Author(s): Dr. George Pransky Ph.D.

ISBN: 0998874205

An essential book if you’re in a romantic relationship. Great for interpersonal communication skills.

Some rambling in the updated post-script that I couldn’t quite follow. The book is full of case studies to illustrate the practical points.

This book completely changed (and improved) how I see my marriage and how I live as a husband.

My notes:

“Coping” in a relationship is a way to release steam, but it still leads to the breakdown of the relationship.

The most successful relationships don’t require “coping” or “work.”

Being open with criticism (transparent with your partner) doesn’t help resolve the “issues.” It just causes pain, frustration, and a downward spiral.

Your moods are temporary, but what you say while in a bad mood can never be reversed. Understand this from both perspectives and you’ll save yourself a lot of grief. Say less when you’re upset, forgive more when others are upset.

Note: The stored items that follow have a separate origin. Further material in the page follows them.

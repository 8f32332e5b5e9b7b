//! Domain Layer - Core streaming types.
//!
//! Pure types for market payloads, bus events, session lifecycle and listen
//! keys. Nothing here performs I/O.

/// Bus event envelopes.
pub mod events;

/// Listen key value type.
pub mod listen_key;

/// Exchange-neutral market payloads.
pub mod market;

/// Session state machine and exit reasons.
pub mod session;
#![cfg_attr(
    test,
    allow(
        clippy::unwrap_used,
        clippy::expect_used,
        clippy::significant_drop_tightening,
        clippy::too_many_lines,
        clippy::needless_pass_by_value,
        clippy::items_after_statements
    )
)]

//! Cardinal Feed - Exchange Stream Fan-In
//!
//! Maintains one streaming session per exchange and fans every decoded
//! frame into a single consumer pipeline through a bounded event bus with
//! two typed channels.
//!
//! # Layers (inside → outside)
//!
//! - **Domain**: payload kinds, bus events, session states, listen keys
//!
//! - **Application**: ports and services
//!   - `ports`: listen key source, stream dialer/connection, protocol decoder
//!   - `services`: listen key manager, stream session state machine
//!
//! - **Infrastructure**: adapters and process plumbing
//!   - `bus`: the ticker and watcher conduits
//!   - `binance`: decoder, stream layout and listen key REST client
//!   - `websocket`: `tokio-tungstenite` transport
//!   - `reconnect`: backoff policy and session supervisor
//!   - `config`, `health`, `metrics`, `telemetry`
//!
//! # Data Flow
//!
//! ```text
//!                    ┌──────────────┐   ticker   ┌──────────┐
//! exchange WS ──────►│ StreamSession├──────────►│          │
//!   (frames)         │  read loop   ├──────────►│ EventBus ├──► consumer
//!                    └──────┬───────┘  watcher   │          │
//!                           │                    └──────────┘
//!                  ListenKeyManager ◄── keep-alive ── REST
//! ```

#![forbid(unsafe_code)]
#![warn(missing_docs)]
#![warn(clippy::pedantic)]

// =============================================================================
// Module Declarations
// =============================================================================

/// Domain layer - payloads and state types with no I/O.
pub mod domain;

/// Application layer - ports and services.
pub mod application;

/// Infrastructure layer - adapters and external integrations.
pub mod infrastructure;

// =============================================================================
// Re-exports
// =============================================================================

// Domain types
pub use domain::events::{TickerEvent, WatcherEvent};
pub use domain::listen_key::ListenKey;
pub use domain::market::{DecodedFrame, TickerPayload, WatcherPayload};
pub use domain::session::{SessionExit, SessionState};

// Services
pub use application::services::{
    ListenKeyConfig, ListenKeyManager, SessionConfig, SessionError, StreamSession,
};

// Event bus
pub use infrastructure::bus::{BusConfig, BusError, BusStats, EventBus, SharedEventBus};

// Config
pub use infrastructure::config::{ConfigError, FeedConfig};

// Health server
pub use infrastructure::health::{HealthServer, HealthServerError, HealthServerState};

// Metrics
pub use infrastructure::metrics::init_metrics;

// Telemetry
pub use infrastructure::telemetry::{TelemetryConfig, TelemetryGuard, init as init_telemetry};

You’re as compatible with your partner as you decide to be. It’s a choice, not a circumstance.

One of the great golden rules applies MORE to close relationships than others. If you don’t have anything nice to say…keep your mouth shut. Don’t let temporary feelings cause permanent damage. Let it pass.

Emotions are just thoughts. They aren’t real or tangible. Don’t give them more attention than they deserve. Especially the negative ones. Acknowledge them and let them pass. Very Zen.

It may be difficult, but you can set your emotions aside at any time. It means you have a choice with your emotions, and that you are responsible for your own emotions. Example: you can forget your petty problems during emergencies to handle the fire in the present. You could do the same at any point if you stopped to look at your thoughts and emotions.

Compassion gives you the superpower to forgive others and not feel resentment. It’s a cushion to the world. By adopting a stance of constant compassion, you can get curious and have empathy for others, especially your spouse.

Like the Buddha said (paraphrased): Anger is a hot coal that you hold onto, waiting to throw it at someone else. Resentment hurts you more than the person you resent.

If you’re relaxed, happy, and trust your partner, you can simply “be” with them, and know that you each have the other’s best interests at heart.

If what you’re about to say doesn’t have a remarkably high probability of improving the situation, it’s best to not say anything.

Changes only take one moment, and are usually noticed in hindsight. The most effective changes start with addressing a belief, which changes a feeling, which alters a behavior. Beliefs and feelings are the starting point, not the behaviors.

To bring out the best in others, have a positive demeanor, provide positive supports, and have high expectations, but approach with kindness, gentleness, and compassion.

Don’t deal with problems, transcend them. Look at problems as opportunities and you don’t “deal with” them anymore. They become exciting.

Understand that no-one will ever see the world the way you do. Not exactly. That’s the source of interpersonal conflict, different lenses to view reality. This is a meta-skill.

You don’t have to agree with others, but you can try to understand them. Once you understand them, you can see things differently and make more informed decisions.

Stale relationships happen when they get stuck in a level of development.

Let your relationship evolve and deepen over time, and it will be much more satisfying.

A relationship shouldn’t always be exciting or full of desire. It should mature, like a person.

One thing that all phenomenally successful relationships have in common is a deep sense of connection, even if there is very little verbal communication or physical affection. If the partners are “connected,” then they feel completely comfortable with each other and share feelings of warmth while they’re around each other.

Relationships often plateau right before they evolve. If things start feeling “old” in your relationship, it may be a sign that you’re about to evolve further in your relationship.

Being “committed” is self-serving. It’s the one decision to remove 1,000 other decisions. When you commit to a relationship, you’re removing other options, and you have selected the best option for you. You get to decide that one thing is the best thing for you.